▶ **What this task involves**: From the line below that contains "filename utils/src/lib.rs" to the line that contains "filename store/src/error.rs", repeat every line exactly, both ends included, and nothing else.

Collected data entries:
--

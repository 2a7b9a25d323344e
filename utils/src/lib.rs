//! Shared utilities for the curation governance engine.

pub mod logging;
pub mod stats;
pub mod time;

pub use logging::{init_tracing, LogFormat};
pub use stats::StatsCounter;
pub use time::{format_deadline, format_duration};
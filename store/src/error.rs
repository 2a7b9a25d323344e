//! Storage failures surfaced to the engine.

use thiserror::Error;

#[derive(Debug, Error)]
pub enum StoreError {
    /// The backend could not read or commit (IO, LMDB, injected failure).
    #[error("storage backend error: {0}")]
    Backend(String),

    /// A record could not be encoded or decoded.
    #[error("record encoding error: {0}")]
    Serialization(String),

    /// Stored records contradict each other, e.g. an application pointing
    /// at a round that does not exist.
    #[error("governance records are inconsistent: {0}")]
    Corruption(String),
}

--

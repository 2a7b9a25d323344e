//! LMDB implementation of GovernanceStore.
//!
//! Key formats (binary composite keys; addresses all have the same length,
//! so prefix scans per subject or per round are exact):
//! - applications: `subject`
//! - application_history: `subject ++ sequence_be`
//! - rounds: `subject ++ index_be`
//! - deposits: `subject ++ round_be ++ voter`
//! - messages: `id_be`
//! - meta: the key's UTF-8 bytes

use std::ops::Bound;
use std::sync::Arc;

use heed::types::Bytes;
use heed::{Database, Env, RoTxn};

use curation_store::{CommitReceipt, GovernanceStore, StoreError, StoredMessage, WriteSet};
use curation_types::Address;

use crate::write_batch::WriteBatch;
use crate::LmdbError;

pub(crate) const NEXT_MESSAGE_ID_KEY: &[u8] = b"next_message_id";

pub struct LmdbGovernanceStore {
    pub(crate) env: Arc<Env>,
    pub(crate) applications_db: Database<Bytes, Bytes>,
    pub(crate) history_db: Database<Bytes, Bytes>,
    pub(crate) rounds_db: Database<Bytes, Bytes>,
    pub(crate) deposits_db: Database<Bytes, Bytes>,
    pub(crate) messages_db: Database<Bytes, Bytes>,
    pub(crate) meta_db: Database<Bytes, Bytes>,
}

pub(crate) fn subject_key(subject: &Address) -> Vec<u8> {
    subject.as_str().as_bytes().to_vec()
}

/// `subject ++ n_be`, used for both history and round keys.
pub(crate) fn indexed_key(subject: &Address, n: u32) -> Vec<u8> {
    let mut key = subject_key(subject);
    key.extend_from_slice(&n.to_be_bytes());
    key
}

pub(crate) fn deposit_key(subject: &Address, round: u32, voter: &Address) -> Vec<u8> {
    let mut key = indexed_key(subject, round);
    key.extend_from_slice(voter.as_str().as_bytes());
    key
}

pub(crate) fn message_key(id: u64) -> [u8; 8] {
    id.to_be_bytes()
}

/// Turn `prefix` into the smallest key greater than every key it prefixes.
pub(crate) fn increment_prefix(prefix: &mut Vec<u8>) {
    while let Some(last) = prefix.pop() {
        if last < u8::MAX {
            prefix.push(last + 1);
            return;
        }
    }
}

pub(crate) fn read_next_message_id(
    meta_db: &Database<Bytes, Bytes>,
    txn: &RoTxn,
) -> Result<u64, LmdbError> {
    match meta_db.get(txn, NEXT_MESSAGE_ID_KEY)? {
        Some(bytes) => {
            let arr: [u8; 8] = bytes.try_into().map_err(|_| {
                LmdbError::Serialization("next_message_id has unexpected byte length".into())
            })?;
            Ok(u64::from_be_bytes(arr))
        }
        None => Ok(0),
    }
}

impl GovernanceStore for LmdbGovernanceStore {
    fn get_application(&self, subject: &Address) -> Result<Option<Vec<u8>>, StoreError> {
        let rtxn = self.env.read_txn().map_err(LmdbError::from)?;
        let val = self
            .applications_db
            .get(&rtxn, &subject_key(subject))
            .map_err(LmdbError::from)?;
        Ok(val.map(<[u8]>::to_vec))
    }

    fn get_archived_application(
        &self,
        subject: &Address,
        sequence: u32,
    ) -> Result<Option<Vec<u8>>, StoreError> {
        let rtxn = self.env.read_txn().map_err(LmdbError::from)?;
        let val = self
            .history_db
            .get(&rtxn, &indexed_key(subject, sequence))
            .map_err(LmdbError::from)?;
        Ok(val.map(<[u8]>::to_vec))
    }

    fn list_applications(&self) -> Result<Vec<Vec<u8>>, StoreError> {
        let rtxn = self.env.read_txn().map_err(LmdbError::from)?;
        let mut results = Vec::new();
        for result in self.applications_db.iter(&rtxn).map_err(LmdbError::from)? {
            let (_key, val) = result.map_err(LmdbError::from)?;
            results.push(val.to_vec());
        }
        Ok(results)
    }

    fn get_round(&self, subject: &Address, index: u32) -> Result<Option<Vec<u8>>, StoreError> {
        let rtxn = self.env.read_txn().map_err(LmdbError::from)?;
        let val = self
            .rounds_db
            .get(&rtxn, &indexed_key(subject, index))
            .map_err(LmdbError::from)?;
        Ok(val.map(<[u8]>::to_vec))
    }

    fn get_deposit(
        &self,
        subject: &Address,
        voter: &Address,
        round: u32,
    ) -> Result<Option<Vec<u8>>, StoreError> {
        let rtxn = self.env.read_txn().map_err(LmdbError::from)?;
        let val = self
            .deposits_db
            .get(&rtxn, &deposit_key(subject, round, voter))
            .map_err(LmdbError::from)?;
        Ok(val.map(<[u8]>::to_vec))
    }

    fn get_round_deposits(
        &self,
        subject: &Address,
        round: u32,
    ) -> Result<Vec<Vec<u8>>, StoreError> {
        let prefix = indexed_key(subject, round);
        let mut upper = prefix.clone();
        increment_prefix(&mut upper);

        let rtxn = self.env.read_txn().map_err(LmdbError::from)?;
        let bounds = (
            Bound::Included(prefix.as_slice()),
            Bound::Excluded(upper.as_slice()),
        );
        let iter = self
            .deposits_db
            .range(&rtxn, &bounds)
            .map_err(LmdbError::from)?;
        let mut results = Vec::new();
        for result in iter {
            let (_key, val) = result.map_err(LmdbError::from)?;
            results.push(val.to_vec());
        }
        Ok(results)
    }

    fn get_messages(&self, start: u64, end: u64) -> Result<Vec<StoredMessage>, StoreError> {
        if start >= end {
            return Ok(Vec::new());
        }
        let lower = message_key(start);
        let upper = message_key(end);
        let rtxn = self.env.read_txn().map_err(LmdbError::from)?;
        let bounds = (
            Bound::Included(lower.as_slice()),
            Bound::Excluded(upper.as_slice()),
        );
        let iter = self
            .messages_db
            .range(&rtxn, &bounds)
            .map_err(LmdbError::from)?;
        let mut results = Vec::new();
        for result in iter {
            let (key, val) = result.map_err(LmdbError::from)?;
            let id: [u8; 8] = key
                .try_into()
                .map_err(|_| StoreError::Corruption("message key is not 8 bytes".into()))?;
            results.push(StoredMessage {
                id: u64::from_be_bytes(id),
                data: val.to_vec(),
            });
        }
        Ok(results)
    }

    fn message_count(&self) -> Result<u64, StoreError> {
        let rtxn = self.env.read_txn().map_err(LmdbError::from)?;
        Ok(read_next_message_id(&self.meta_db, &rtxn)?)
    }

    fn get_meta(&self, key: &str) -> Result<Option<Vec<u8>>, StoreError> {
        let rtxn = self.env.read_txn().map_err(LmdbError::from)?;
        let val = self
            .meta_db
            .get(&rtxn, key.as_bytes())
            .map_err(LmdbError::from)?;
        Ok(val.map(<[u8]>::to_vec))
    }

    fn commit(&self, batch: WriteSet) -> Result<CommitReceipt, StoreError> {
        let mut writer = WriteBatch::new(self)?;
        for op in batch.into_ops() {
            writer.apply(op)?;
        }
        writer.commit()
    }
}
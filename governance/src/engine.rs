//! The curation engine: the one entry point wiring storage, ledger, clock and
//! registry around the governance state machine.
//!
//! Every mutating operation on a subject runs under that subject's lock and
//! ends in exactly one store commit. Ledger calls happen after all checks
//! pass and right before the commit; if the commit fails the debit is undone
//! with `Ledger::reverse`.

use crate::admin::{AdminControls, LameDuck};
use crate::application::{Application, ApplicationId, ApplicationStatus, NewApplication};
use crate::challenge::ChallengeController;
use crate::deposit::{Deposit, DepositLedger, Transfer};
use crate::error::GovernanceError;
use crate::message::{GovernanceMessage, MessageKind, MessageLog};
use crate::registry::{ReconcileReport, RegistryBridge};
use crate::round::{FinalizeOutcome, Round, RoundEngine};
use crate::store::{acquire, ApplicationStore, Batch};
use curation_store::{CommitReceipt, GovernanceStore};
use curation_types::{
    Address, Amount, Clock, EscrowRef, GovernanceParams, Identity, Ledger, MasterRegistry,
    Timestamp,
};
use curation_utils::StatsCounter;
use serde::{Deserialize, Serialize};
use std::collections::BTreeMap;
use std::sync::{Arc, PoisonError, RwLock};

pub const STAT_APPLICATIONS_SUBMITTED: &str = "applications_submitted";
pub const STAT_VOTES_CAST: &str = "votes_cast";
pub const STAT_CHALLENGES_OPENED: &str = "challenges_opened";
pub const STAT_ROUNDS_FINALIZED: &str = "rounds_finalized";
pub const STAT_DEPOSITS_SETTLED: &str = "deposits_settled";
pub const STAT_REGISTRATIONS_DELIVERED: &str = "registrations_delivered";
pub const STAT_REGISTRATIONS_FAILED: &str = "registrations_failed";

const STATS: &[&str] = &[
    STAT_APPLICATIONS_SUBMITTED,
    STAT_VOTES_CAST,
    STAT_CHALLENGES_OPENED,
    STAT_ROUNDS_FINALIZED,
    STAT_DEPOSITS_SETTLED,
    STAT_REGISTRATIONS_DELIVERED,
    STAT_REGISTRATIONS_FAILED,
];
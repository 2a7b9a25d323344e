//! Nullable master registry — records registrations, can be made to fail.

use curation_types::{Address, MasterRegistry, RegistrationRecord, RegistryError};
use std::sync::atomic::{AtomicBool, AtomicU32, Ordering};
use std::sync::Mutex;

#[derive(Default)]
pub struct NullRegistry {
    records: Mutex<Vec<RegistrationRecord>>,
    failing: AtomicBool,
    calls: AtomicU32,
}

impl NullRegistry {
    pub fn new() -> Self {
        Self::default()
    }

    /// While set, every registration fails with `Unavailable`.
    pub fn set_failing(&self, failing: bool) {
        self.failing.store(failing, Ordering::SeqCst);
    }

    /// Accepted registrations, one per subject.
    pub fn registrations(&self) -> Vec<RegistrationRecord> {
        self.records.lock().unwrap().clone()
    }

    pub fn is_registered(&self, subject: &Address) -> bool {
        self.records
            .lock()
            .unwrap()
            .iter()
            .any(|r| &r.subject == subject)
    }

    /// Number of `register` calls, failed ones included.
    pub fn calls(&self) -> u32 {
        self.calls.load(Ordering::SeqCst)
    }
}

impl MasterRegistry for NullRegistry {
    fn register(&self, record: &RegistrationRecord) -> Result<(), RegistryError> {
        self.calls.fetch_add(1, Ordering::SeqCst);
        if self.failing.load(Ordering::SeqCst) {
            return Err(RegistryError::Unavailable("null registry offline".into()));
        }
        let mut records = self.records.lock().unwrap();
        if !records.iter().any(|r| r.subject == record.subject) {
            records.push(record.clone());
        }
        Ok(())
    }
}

--

▶ **Solution to this exercise**:
filename utils/src/lib.rs
//! Shared utilities for the curation governance engine.

pub mod logging;
pub mod stats;
pub mod time;

pub use logging::{init_tracing, LogFormat};
pub use stats::StatsCounter;
pub use time::{format_deadline, format_duration};
filename store/src/error.rs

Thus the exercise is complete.